Expression of FoxL2 in the murine ovary: a forkhead protein implicated in premature ovarian failure

Abstract

The exact mechanism propelling primordial ovarian follicles to emerge from the resting pool and resume development remains elusive. Furthermore, a vague understanding of the molecular interaction between germ and somatic cells during primordial follicle formation currently exists. As such, some novel insights into ovarian follicular development have been realized through the study of relevant knockout mouse models. More precisely, targeted disruption of the winged-helix/ forkhead domain transcription factor, FoxL2, has indicated it to be essential in differentiation and development of granulosa cells and all major somatic cell lineages surrounding growing oocytes from the onset of primordial follicle formation. In this regard, I have identified both murine FoxL2 mRNA and protein to be highly granulosa cell specific in the adult animal and that the onset of this expression occurs at the critical transition from the primordial into the primary stage of follicular development.
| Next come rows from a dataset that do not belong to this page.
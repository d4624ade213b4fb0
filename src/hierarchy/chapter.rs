// src/hierarchy/chapter.rs
// =============================================================================
// A Chapter is every page found in one content/<course>/<chapter>/ directory,
// in the order the pages were added.
//
// Besides holding pages it knows two things:
// - its own weight, which is the weight of its index page
// - whether its pages are numbered 10, 20, 30, ... without gaps or clashes
//
// finalize() back-fills the index page once all pages are in.
// =============================================================================

use super::ordering::{format_weights, WeightBuckets};
use super::page::Page;
use crate::content::{Body, State};

// Page weights are expected to step by this much
const PAGE_WEIGHT_STEP: i64 = 10;

#[derive(Debug, Clone, PartialEq, Eq)]
pub struct Chapter {
    pub course: String,
    pub name: String,
    pub pages: Vec<Page>,
}

impl Chapter {
    pub fn new(course: impl Into<String>, name: impl Into<String>) -> Self {
        Chapter {
            course: course.into(),
            name: name.into(),
            pages: Vec::new(),
        }
    }

    pub fn add(&mut self, page: Page) {
        self.pages.push(page);
    }

    pub fn index_page(&self) -> Option<&Page> {
        self.pages.iter().find(|page| page.is_index())
    }

    /// Weight of the index page, 0 without one
    pub fn weight(&self) -> i64 {
        self.index_page().map(Page::weight).unwrap_or(0)
    }

    pub fn errors(&self) -> Vec<String> {
        self.pages.iter().flat_map(Page::errors).collect()
    }

    /// Weight problems of the non-index pages.
    pub fn page_order_issues(&self) -> Vec<String> {
        let mut issues = Vec::new();
        let mut buckets = WeightBuckets::default();

        for page in self.pages.iter().filter(|page| !page.is_index()) {
            let weight = page.weight();
            buckets.insert(weight, page.path.display().to_string());

            if weight % PAGE_WEIGHT_STEP != 0 {
                issues.push(format!("weird weight: {} ({})", weight, self.name));
            }
        }

        if buckets.largest() < 1 {
            issues.push(format!("no pages found in chapter ({})", self.name));
        }

        for (weight, names) in buckets.duplicates() {
            issues.push(format!(
                "duplicate pages with weight {}: {} ({})",
                weight,
                names.join(", "),
                self.name
            ));
        }

        let missing = buckets.missing(PAGE_WEIGHT_STEP);
        if !missing.is_empty() {
            issues.push(format!(
                "missing pages with weight {} ({})",
                format_weights(&missing),
                self.name
            ));
        }

        issues
    }

    /// Back-fills the index page completion state.
    ///
    /// The index counts as complete when there is at least one other page and
    /// every other page declares itself complete. Running it twice changes
    /// nothing.
    pub fn finalize(&mut self) {
        let mut others = self.pages.iter().filter(|page| !page.is_index()).peekable();
        let every_page_complete = others.peek().is_some()
            && others.all(|page| page.state() == Some(State::Complete));

        for page in self.pages.iter_mut() {
            if let Body::Index(body) = &mut page.content.body {
                body.back_fill(every_page_complete);
            }
        }
    }
}
// src/content/slug.rs
// =============================================================================
// Turns a page title into the slug the page is expected to declare.
//
// Examples:
//   "C# Basics"                   -> "c-sharp-basics"
//   "About the .NET Framework?"   -> "about-the-dot-net-framework"
//   "C++ I/O & Streams"           -> "cpp-io-and-streams"
//
// The final step runs the `slug` crate, which transliterates anything that is
// not ASCII and leaves only [a-z0-9-].
// =============================================================================

use regex::Regex;
use std::sync::OnceLock;

static ABBREVIATION: OnceLock<Regex> = OnceLock::new();
static REMOVE: OnceLock<Regex> = OnceLock::new();
static REDUCE: OnceLock<Regex> = OnceLock::new();
static DASHES: OnceLock<Regex> = OnceLock::new();

fn abbreviation_regex() -> &'static Regex {
    ABBREVIATION.get_or_init(|| Regex::new(r" ([A-Z])\. ").expect("abbreviation regex"))
}

fn remove_regex() -> &'static Regex {
    REMOVE.get_or_init(|| Regex::new(r#"['"\\]"#).expect("remove regex"))
}

fn reduce_regex() -> &'static Regex {
    REDUCE.get_or_init(|| Regex::new(r"[:,/?! ]").expect("reduce regex"))
}

fn dashes_regex() -> &'static Regex {
    DASHES.get_or_init(|| Regex::new(r"-{2,}").expect("dashes regex"))
}

// Applied in order, after lower-casing
const REPLACEMENTS: &[(&str, &str)] = &[
    ("c++", "cpp"),
    ("(", ""),
    (")", ""),
    ("i/o", "io"),
    ("#", "-sharp-"),
    ("&", "-and-"),
];

/// Deterministic slug of a title. `slugify(slugify(x)) == slugify(x)`.
pub fn slugify(title: &str) -> String {
    // " J. " -> " J " so a middle initial does not turn into "-dot-"
    let mut slug = abbreviation_regex().replace_all(title, " $1 ").to_lowercase();

    for (from, to) in REPLACEMENTS {
        slug = slug.replace(from, to);
    }

    if let Some(stripped) = slug.strip_suffix('.') {
        slug = stripped.to_string();
    }
    slug = slug.replace('.', "-dot-");

    let slug = remove_regex().replace_all(&slug, "");
    let slug = reduce_regex().replace_all(&slug, "-");
    let slug = dashes_regex().replace_all(&slug, "-");

    ::slug::slugify(&*slug)
        .trim_matches('-')
        .to_string()
}
// src/content/front_matter.rs
// =============================================================================
// This module splits a raw document into its front matter and its body, and
// reads the front matter into a flat key/value map.
//
// The only supported front matter is the TOML-looking `+++` block:
//
//   +++
//   title = "Variables"
//   weight = 20
//   tags = ["go", "basics"]
//   +++
//   ...body...
//
// We do NOT run a TOML parser on it. Every `key = value` line becomes a string
// entry with surrounding quotes trimmed, everything else is ignored. That is
// all the checker needs and it keeps broken front matter from being fatal.
// =============================================================================

use crate::error::ParseError;
use regex::Regex;
use std::collections::BTreeMap;
use std::sync::OnceLock;

/// Opening and closing delimiter of the front matter block
pub const DELIMITER: &str = "+++";

// Two delimiters is the least a document can contain
const MIN_DOCUMENT_LENGTH: usize = DELIMITER.len() * 2;

static HEADER_LINE: OnceLock<Regex> = OnceLock::new();

fn header_line_regex() -> &'static Regex {
    HEADER_LINE.get_or_init(|| Regex::new(r"^(\S+)\s*=\s*(.*)$").expect("header line regex"))
}

/// The pieces of a document after splitting off the front matter.
#[derive(Debug, Clone, PartialEq, Eq)]
pub struct SplitDocument<'a> {
    /// Raw text between the two `+++` lines
    pub header: &'a str,
    /// Body with leading/trailing blank lines removed
    pub body: &'a str,
    /// Byte offset of `body` inside the (normalised) document
    pub body_offset: usize,
}

/// Converts DOS/Windows line endings into Unix ones.
pub fn normalize_line_endings(raw: &str) -> String {
    raw.replace("\r\n", "\n")
}

/// Splits a normalised document into front matter and body.
///
/// Fails when the document is too short, does not open with `+++`, or never
/// closes the block.
pub fn split_document(document: &str) -> Result<SplitDocument<'_>, ParseError> {
    if document.len() < MIN_DOCUMENT_LENGTH {
        return Err(ParseError::TooShort);
    }

    let opening = "+++\n";
    if !document.starts_with(opening) {
        return Err(ParseError::MissingFrontMatter);
    }

    let after_opening = &document[opening.len()..];
    let closing = "\n+++";
    let header_len = after_opening
        .find(closing)
        .ok_or(ParseError::UnterminatedFrontMatter)?;

    let header = &after_opening[..header_len];
    let rest_offset = opening.len() + header_len + closing.len();
    let rest = &document[rest_offset..];

    let is_padding = |c: char| c == '\n' || c == '+';
    let trimmed_start = rest.trim_start_matches(is_padding);
    let body_offset = rest_offset + (rest.len() - trimmed_start.len());
    let body = trimmed_start.trim_end_matches(is_padding);

    Ok(SplitDocument {
        header,
        body,
        body_offset,
    })
}

/// Flat string map read from the front matter block.
#[derive(Debug, Clone, Default, PartialEq, Eq)]
pub struct FrontMatter {
    values: BTreeMap<String, String>,
}

impl FrontMatter {
    /// Reads every `key = value` line; malformed lines are skipped.
    pub fn parse(header: &str) -> Self {
        let mut values = BTreeMap::new();

        for line in header.lines() {
            let Some(captures) = header_line_regex().captures(line) else {
                continue;
            };

            let value = captures[2].trim_matches(|c| c == '\'' || c == '"');
            values.insert(captures[1].to_string(), value.to_string());
        }

        FrontMatter { values }
    }

    pub fn get(&self, key: &str) -> Option<&str> {
        self.values.get(key).map(String::as_str)
    }

    /// Value of `key`, or the empty string when it is absent
    pub fn get_or_empty(&self, key: &str) -> &str {
        self.get(key).unwrap_or_default()
    }

    /// The `tags` list, or `None` when no `tags` key exists.
    ///
    /// `tags = ["a", 'b', c]` gives `["a", "b", "c"]`.
    pub fn tags(&self) -> Option<Vec<String>> {
        let raw = self.get("tags")?;
        let inner = raw.trim_matches(|c| c == '[' || c == ']');

        Some(
            inner
                .split(',')
                .map(|part| {
                    part.trim_matches(|c| c == ' ' || c == '\'' || c == '"')
                        .to_string()
                })
                .collect(),
        )
    }

    pub fn len(&self) -> usize {
        self.values.len()
    }

    pub fn is_empty(&self) -> bool {
        self.values.is_empty()
    }
}
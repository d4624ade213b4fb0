// src/checker/mod.rs
// =============================================================================
// This module contains all link checking logic.
//
// Submodules:
// - http: probes external URLs per domain (throttle, retries, backoff)
// - links: sorts page links into external/internal/file and checks them
//
// Link *extraction* lives with the document parser (content::links); this
// module only consumes the extracted links through the hierarchy.
// =============================================================================

pub mod http;
pub mod links;

pub use http::{DomainClient, ProbeResult, ReqwestTransport, Sleeper, TokioSleeper, Transport};
pub use links::{
    check_links, classify_link, BrokenLink, DomainReport, ExternalFailure, LinkKind, LinkReport,
    LinkSets,
};
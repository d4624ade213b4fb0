// src/hierarchy/mod.rs
// =============================================================================
// The course -> chapter -> page tree.
//
// The tree is built in two phases:
//
//   1. ingest()    one pass over the discovered files; every file is parsed
//                  and appended to the course/chapter of the same name
//   2. finalize()  chapters back-fill their index pages
//
// After that the tree is only read: issues, ordering checks, stats and links
// are all computed on demand.
// =============================================================================

pub mod chapter;
pub mod course;
pub mod ordering;
pub mod page;

pub use chapter::Chapter;
pub use course::{Course, CourseStats, PageLink};
pub use page::{Page, PageReport, INDEX_FILE_NAME};

use crate::config::ScanConfig;
use crate::content::parse_document;
use crate::discover::SourceDocument;
use crate::error::IngestError;
use std::collections::BTreeSet;
use tracing::{debug, warn};

/// All courses, in the order they were first seen.
#[derive(Debug, Clone, Default, PartialEq, Eq)]
pub struct Courses {
    pub courses: Vec<Course>,
}

/// Outcome of one ingestion pass.
#[derive(Debug, Default)]
pub struct Ingestion {
    /// Files that made it into the tree
    pub processed: usize,
    /// Files that were skipped because they could not be read or parsed
    pub failures: Vec<IngestError>,
    /// True when the error budget stopped the pass early
    pub halted: bool,
}

impl Courses {
    pub fn new() -> Self {
        Courses::default()
    }

    /// Appends `page` to its course, creating the course if needed.
    pub fn add(&mut self, page: Page) {
        match self.courses.iter_mut().find(|c| c.name == page.course) {
            Some(course) => course.add(page),
            None => {
                let mut course = Course::new(&page.course);
                course.add(page);
                self.courses.push(course);
            }
        }
    }

    /// Parses and inserts every document, in order.
    ///
    /// A file that cannot be read or parsed is recorded and skipped. With a
    /// tag filter, documents without any of the wanted tags are left out.
    /// Files with issues and skipped files both count against
    /// `config.max_errors`; once it is reached the rest is not looked at.
    pub fn ingest<I>(&mut self, documents: I, config: &ScanConfig) -> Ingestion
    where
        I: IntoIterator<Item = Result<SourceDocument, IngestError>>,
    {
        let mut ingestion = Ingestion::default();
        let mut error_count = 0;

        for item in documents {
            if config.error_budget().is_some_and(|max| error_count >= max) {
                warn!(error_count, "max errors reached, stopping");
                ingestion.halted = true;
                break;
            }

            let page = match item.and_then(into_page) {
                Ok(page) => page,
                Err(err) => {
                    warn!("skipping {}: {}", err.path().display(), err);
                    error_count += 1;
                    ingestion.failures.push(err);
                    continue;
                }
            };

            if !config.matches_tags(page.content.tags()) {
                debug!(path = %page.path.display(), "no wanted tag, skipping");
                continue;
            }

            if !page.issues().is_empty() {
                error_count += 1;
            }

            debug!(path = %page.path.display(), "adding page");
            self.add(page);
            ingestion.processed += 1;
        }

        ingestion
    }

    /// Back-fills every chapter. Safe to call more than once.
    pub fn finalize(&mut self) {
        for course in self.courses.iter_mut() {
            course.finalize();
        }
    }

    pub fn iter(&self) -> impl Iterator<Item = &Course> {
        self.courses.iter()
    }

    pub fn pages(&self) -> impl Iterator<Item = &Page> {
        self.courses.iter().flat_map(Course::pages)
    }

    pub fn is_empty(&self) -> bool {
        self.courses.is_empty()
    }

    /// Site paths of every known page
    pub fn valid_internal_links(&self) -> BTreeSet<String> {
        self.pages().map(Page::internal_link).collect()
    }
}

fn into_page(document: SourceDocument) -> Result<Page, IngestError> {
    let SourceDocument {
        path,
        course,
        chapter,
        file_name,
        raw,
    } = document;

    let text = match String::from_utf8(raw) {
        Ok(text) => text,
        Err(_) => return Err(IngestError::Encoding { path }),
    };

    let content = match parse_document(&text) {
        Ok(content) => content,
        Err(source) => return Err(IngestError::Parse { path, source }),
    };

    Ok(Page {
        path,
        course,
        chapter,
        file_name,
        content,
    })
}
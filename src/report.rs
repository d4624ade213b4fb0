// src/report.rs
// =============================================================================
// Turns the checked tree into something a person (or a CI job) can read.
//
// Every command has two outputs:
// - a human-readable rendering, built as a String and printed by main
// - a serde-serializable value, printed as pretty JSON with --json
//
// Nothing in here decides what is wrong; it only shows it.
// =============================================================================

use crate::checker::{BrokenLink, DomainReport, LinkReport};
use crate::content::State;
use crate::hierarchy::{Course, CourseStats, Courses, Page, PageReport};
use anyhow::Result;
use serde::Serialize;
use std::fmt::Write as _;

/// Which pages `print` shows.
#[derive(Debug, Clone, Default, PartialEq, Eq)]
pub struct TreeFilter {
    /// Only pages declaring this state; `None` shows all
    pub state: Option<State>,
    pub with_index: bool,
    pub without_non_index: bool,
}

impl TreeFilter {
    pub fn shows(&self, page: &Page) -> bool {
        if page.is_index() && !self.with_index {
            return false;
        }
        if !page.is_index() && self.without_non_index {
            return false;
        }
        match self.state {
            Some(wanted) => page.state() == Some(wanted),
            None => true,
        }
    }
}

#[derive(Debug, Clone, Serialize)]
pub struct ChapterReport {
    pub chapter: String,
    pub pages: Vec<PageReport>,
}

#[derive(Debug, Clone, Serialize)]
pub struct CourseReport {
    pub course: String,
    pub chapters: Vec<ChapterReport>,
}

/// Order issues of one course.
#[derive(Debug, Clone, Serialize)]
pub struct OrderReport {
    pub course: String,
    pub issues: Vec<String>,
}

/// Prints any report as pretty JSON.
pub fn print_json<T: Serialize + ?Sized>(value: &T) -> Result<()> {
    let json_output = serde_json::to_string_pretty(value)?;
    println!("{}", json_output);
    Ok(())
}

pub fn tree(courses: &Courses, filter: &TreeFilter) -> Vec<CourseReport> {
    courses
        .iter()
        .map(|course| CourseReport {
            course: course.name.clone(),
            chapters: course
                .chapters
                .iter()
                .map(|chapter| ChapterReport {
                    chapter: chapter.name.clone(),
                    pages: chapter
                        .pages
                        .iter()
                        .filter(|page| filter.shows(page))
                        .map(Page::report)
                        .collect(),
                })
                .collect(),
        })
        .collect()
}

pub fn render_tree(tree: &[CourseReport]) -> String {
    let mut out = String::new();

    for course in tree {
        let _ = writeln!(out, "{}", course.course);
        for chapter in &course.chapters {
            let _ = writeln!(out, "  {}", chapter.chapter);
            for page in &chapter.pages {
                let state = page.state.map(State::as_str).unwrap_or("none");
                let _ = writeln!(out, "    {} {} - {}", page_marker(page), page.file_name, state);
                for issue in &page.issues {
                    let _ = writeln!(out, "        - {}", issue);
                }
            }
        }
    }

    out
}

fn page_marker(page: &PageReport) -> &'static str {
    if !page.issues.is_empty() {
        return "❌";
    }
    match page.state {
        Some(State::Complete) => "✅",
        Some(State::Incomplete) => "🟡",
        _ => "❌",
    }
}

/// Every page error of every course
pub fn errors(courses: &Courses) -> Vec<String> {
    courses.iter().flat_map(Course::errors).collect()
}

/// Per-course stats followed by a `Total` row.
pub fn stats(courses: &Courses) -> Vec<CourseStats> {
    let mut rows: Vec<CourseStats> = courses.iter().map(Course::stats).collect();

    let mut total = CourseStats {
        title: "Total".to_string(),
        ..CourseStats::default()
    };
    for row in &rows {
        total += row;
    }
    rows.push(total);

    rows
}

pub fn render_stats(rows: &[CourseStats]) -> String {
    let grand_total = rows.last().map(|row| row.total).unwrap_or(0);
    let header = [
        "Course".to_string(),
        "All".to_string(),
        "Complete".to_string(),
        "Incomplete".to_string(),
        "Stub".to_string(),
        "Errors".to_string(),
    ];

    let cells: Vec<[String; 6]> = rows
        .iter()
        .map(|row| {
            [
                row.title.clone(),
                with_percent(row.total, grand_total),
                with_percent(row.complete, row.total),
                with_percent(row.incomplete, row.total),
                with_percent(row.stub, row.total),
                row.errors.to_string(),
            ]
        })
        .collect();

    let mut widths = header.clone().map(|h| h.chars().count());
    for row in &cells {
        for (width, cell) in widths.iter_mut().zip(row.iter()) {
            *width = (*width).max(cell.chars().count());
        }
    }

    let line = |row: &[String; 6]| {
        row.iter()
            .zip(widths.iter())
            .map(|(cell, width)| format!("{:<width$}", cell, width = *width))
            .collect::<Vec<_>>()
            .join(" | ")
    };
    let separator = widths
        .iter()
        .map(|width| "-".repeat(*width))
        .collect::<Vec<_>>()
        .join("-+-");

    let mut out = String::new();
    let _ = writeln!(out, "{}", line(&header));
    let _ = writeln!(out, "{}", separator);
    for (index, row) in cells.iter().enumerate() {
        // the total row gets its own separator
        if index + 1 == cells.len() && index > 0 {
            let _ = writeln!(out, "{}", separator);
        }
        let _ = writeln!(out, "{}", line(row));
    }

    out
}

fn with_percent(part: usize, whole: usize) -> String {
    if whole == 0 {
        return format!("{} (0%)", part);
    }
    format!("{} ({:.0}%)", part, part as f64 / whole as f64 * 100.0)
}

pub fn page_order(courses: &Courses) -> Vec<OrderReport> {
    order_reports(courses, Course::page_order_issues)
}

pub fn chapter_order(courses: &Courses) -> Vec<OrderReport> {
    order_reports(courses, Course::chapter_order_issues)
}

fn order_reports(courses: &Courses, issues_of: fn(&Course) -> Vec<String>) -> Vec<OrderReport> {
    courses
        .iter()
        .map(|course| OrderReport {
            course: course.name.clone(),
            issues: issues_of(course),
        })
        .filter(|report| !report.issues.is_empty())
        .collect()
}

pub fn render_order(reports: &[OrderReport]) -> String {
    let mut out = String::new();

    for report in reports {
        let _ = writeln!(out, "{}", report.course);
        let _ = writeln!(out, "{}", "=".repeat(report.course.chars().count()));
        for issue in &report.issues {
            let _ = writeln!(out, "{}", issue);
        }
        let _ = writeln!(out);
    }

    out
}

/// One domain's failures, printed as soon as the domain is done.
pub fn render_domain(report: &DomainReport, verbose: bool) -> String {
    let mut out = String::new();

    for failure in &report.failures {
        let _ = writeln!(
            out,
            "❌ Domain: {}, Status code: {}, URL: {}",
            report.domain, failure.code, failure.url
        );
        for origin in &failure.found_on {
            let _ = writeln!(out, "   - {}", origin);
        }
    }

    if verbose {
        let _ = writeln!(out, "Domain: {}, Count: {}", report.domain, report.checked);
    }

    out
}

fn render_broken(out: &mut String, kind: &str, links: &[BrokenLink]) {
    for broken in links {
        let _ = writeln!(out, "- '{}' NOT FOUND", broken.link);
        for origin in &broken.found_on {
            let _ = writeln!(out, "    - {}", origin);
        }
    }

    if links.is_empty() {
        let _ = writeln!(out, "✅ All {} links found.", kind);
    } else {
        let _ = writeln!(out, "❌ Not found {} {} links.", links.len(), kind);
    }
}

pub fn render_links(report: &LinkReport) -> String {
    let mut out = String::new();

    render_broken(&mut out, "internal", &report.internal);
    render_broken(&mut out, "file", &report.files);

    for domain in &report.skipped_domains {
        let _ = writeln!(out, "Skipping domain: {}", domain);
    }

    if report.external_checked {
        let failures: usize = report.external.iter().map(|d| d.failures.len()).sum();
        let checked: usize = report.external.iter().map(|d| d.checked).sum();
        let _ = writeln!(out);
        let _ = writeln!(out, "📊 External links:");
        let _ = writeln!(out, "   ✅ OK: {}", checked - failures);
        let _ = writeln!(out, "   ❌ Broken: {}", failures);
        let _ = writeln!(out, "   📋 Total: {}", checked);
    }

    out
}
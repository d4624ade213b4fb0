// src/content/sections.rs
// =============================================================================
// This module splits a document body into named sections.
//
// Two heading styles open a section:
//
//   ## Summary            (ATX, exactly two hashes)
//
//   Summary               (Setext, a text line directly followed by a
//   -------                line starting with ---)
//
// A `---` line after an empty line is a horizontal rule, not a heading.
// Deeper headings (### and below) stay inside the current section.
//
// Text before the first heading lands in the implicit "root" section, which
// is dropped when it is empty.
// =============================================================================

/// Title of the implicit section before the first heading
pub const ROOT: &str = "root";

/// One named chunk of a document body.
#[derive(Debug, Clone, PartialEq, Eq)]
pub struct Section {
    /// Lower-cased, trimmed heading text
    pub title: String,
    /// Section text with surrounding whitespace trimmed
    pub content: String,
}

/// Sections in document order.
#[derive(Debug, Clone, Default, PartialEq, Eq)]
pub struct Sections(Vec<Section>);

impl Sections {
    /// Walks `body` line by line and cuts it at every heading.
    pub fn extract(body: &str) -> Self {
        let rows: Vec<&str> = body.split('\n').collect();
        let mut sections = Vec::new();

        let mut current = ROOT.to_string();
        let mut start = 0;

        for (i, row) in rows.iter().enumerate() {
            if let Some(heading) = row.strip_prefix("## ") {
                sections.push(Section::new(&current, &rows[start..i]));
                current = heading_title(heading);
                start = i + 1;
                continue;
            }

            // `i > start` keeps the underline of a heading from being read as
            // a second heading
            if i > start && row.starts_with("---") {
                let previous = rows[i - 1];
                if previous.trim().is_empty() {
                    continue;
                }

                sections.push(Section::new(&current, &rows[start..i - 1]));
                current = heading_title(previous);
                start = i + 1;
            }
        }

        sections.push(Section::new(&current, &rows[start..]));

        if sections
            .first()
            .is_some_and(|s| s.title == ROOT && s.content.is_empty())
        {
            sections.remove(0);
        }

        Sections(sections)
    }

    pub fn get(&self, title: &str) -> Option<&Section> {
        self.0.iter().find(|section| section.title == title)
    }

    /// Content of the first section called `title`, empty when absent
    pub fn content(&self, title: &str) -> &str {
        self.get(title).map(|s| s.content.as_str()).unwrap_or_default()
    }

    /// True when the first section called `title` exists and is not empty
    pub fn has_non_empty(&self, title: &str) -> bool {
        self.get(title).is_some_and(|s| !s.content.is_empty())
    }

    pub fn titles(&self) -> Vec<String> {
        self.0.iter().map(|s| s.title.clone()).collect()
    }

    /// Titles of sections that are present but have no content
    pub fn empty_titles(&self) -> Vec<String> {
        self.0
            .iter()
            .filter(|s| s.content.is_empty())
            .map(|s| s.title.clone())
            .collect()
    }

    pub fn iter(&self) -> impl Iterator<Item = &Section> {
        self.0.iter()
    }

    pub fn len(&self) -> usize {
        self.0.len()
    }

    pub fn is_empty(&self) -> bool {
        self.0.is_empty()
    }
}

impl Section {
    fn new(title: &str, rows: &[&str]) -> Self {
        Section {
            title: title.to_string(),
            content: rows
                .join("\n")
                .trim_matches(|c| c == ' ' || c == '\t' || c == '\n')
                .to_string(),
        }
    }
}

fn heading_title(raw: &str) -> String {
    raw.trim_matches(|c| c == ' ' || c == '\t').to_lowercase()
}
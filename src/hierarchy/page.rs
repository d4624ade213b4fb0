// src/hierarchy/page.rs
// =============================================================================
// A Page is a parsed document plus where it was found:
//
//   content/<course>/<chapter>/<file_name>
//
// The location matters for the checks that compare the file name and the
// chapter directory against the front matter.
// =============================================================================

use crate::content::{Content, State};
use serde::Serialize;
use std::path::PathBuf;

/// File name of a chapter's index page
pub const INDEX_FILE_NAME: &str = "_index.md";

/// One document in the tree.
#[derive(Debug, Clone, PartialEq, Eq)]
pub struct Page {
    /// Path the document was read from
    pub path: PathBuf,
    pub course: String,
    pub chapter: String,
    pub file_name: String,
    pub content: Content,
}

impl Page {
    /// True for the chapter index, by body kind or by file name
    pub fn is_index(&self) -> bool {
        self.content.is_index() || self.file_name == INDEX_FILE_NAME
    }

    pub fn weight(&self) -> i64 {
        self.content.weight_number()
    }

    /// Declared state
    pub fn state(&self) -> Option<State> {
        self.content.state
    }

    pub fn issues(&self) -> Vec<String> {
        self.content.issues(&self.file_name, &self.chapter)
    }

    /// Issues prefixed with the page path, ready to print.
    pub fn errors(&self) -> Vec<String> {
        self.issues()
            .into_iter()
            .map(|issue| format!("{} - {}", self.path.display(), issue))
            .collect()
    }

    /// Site path the page is served at.
    ///
    ///   /<course>/<chapter>/<slug>/   regular pages
    ///   /<course>/<chapter>/          the index page
    pub fn internal_link(&self) -> String {
        if self.is_index() {
            format!("/{}/{}/", self.course, self.chapter)
        } else {
            format!("/{}/{}/{}/", self.course, self.chapter, self.content.slug)
        }
    }

    pub fn report(&self) -> PageReport {
        PageReport {
            path: self.path.display().to_string(),
            file_name: self.file_name.clone(),
            state: self.state(),
            derived_state: self.content.body.derive_state().0,
            issues: self.issues(),
        }
    }
}

/// What the reports need to know about a page.
#[derive(Debug, Clone, PartialEq, Eq, Serialize)]
pub struct PageReport {
    pub path: String,
    pub file_name: String,
    pub state: Option<State>,
    pub derived_state: State,
    pub issues: Vec<String>,
}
Next, the exact of mechanism of FoxL2 regulation is yet poorly defined. However, FoxL2 has been shown to directly interact with Smad3, signaling mediator of the TGF-β family of growth and differentiation factors. With this in mind, I confirmed the presence of BMPRII in our FoxL2 expressing granulosa cell model, identified as a functional receptor for TGF-β signaling specifically mediated by Smads 2 and 3. At issue, then, was the identity of a suitable ligand capable of regulating FoxL2 expression. Toward this end, my studies have characterized FoxL2 as perhaps exhibiting an internuclear rather than intercellular redistribution event in contrast to the nucleocytoplasmic shuttling typifying related forkhead family members. I specifically noted the presumed internuclear reorganization of FoxL2 in response to forskolin (PKA mediated) induced stimulation. However, the functional implication of the resultant reorganization of FoxL2 in the nucleus remains to be seen. Upon doing so, I might better be able to forge a connection between the observed internuclear activity of FoxL2 and the differential expression of specific genetic markers that I have conveyed as the outcome of FoxL2 cDNA microarray analysis.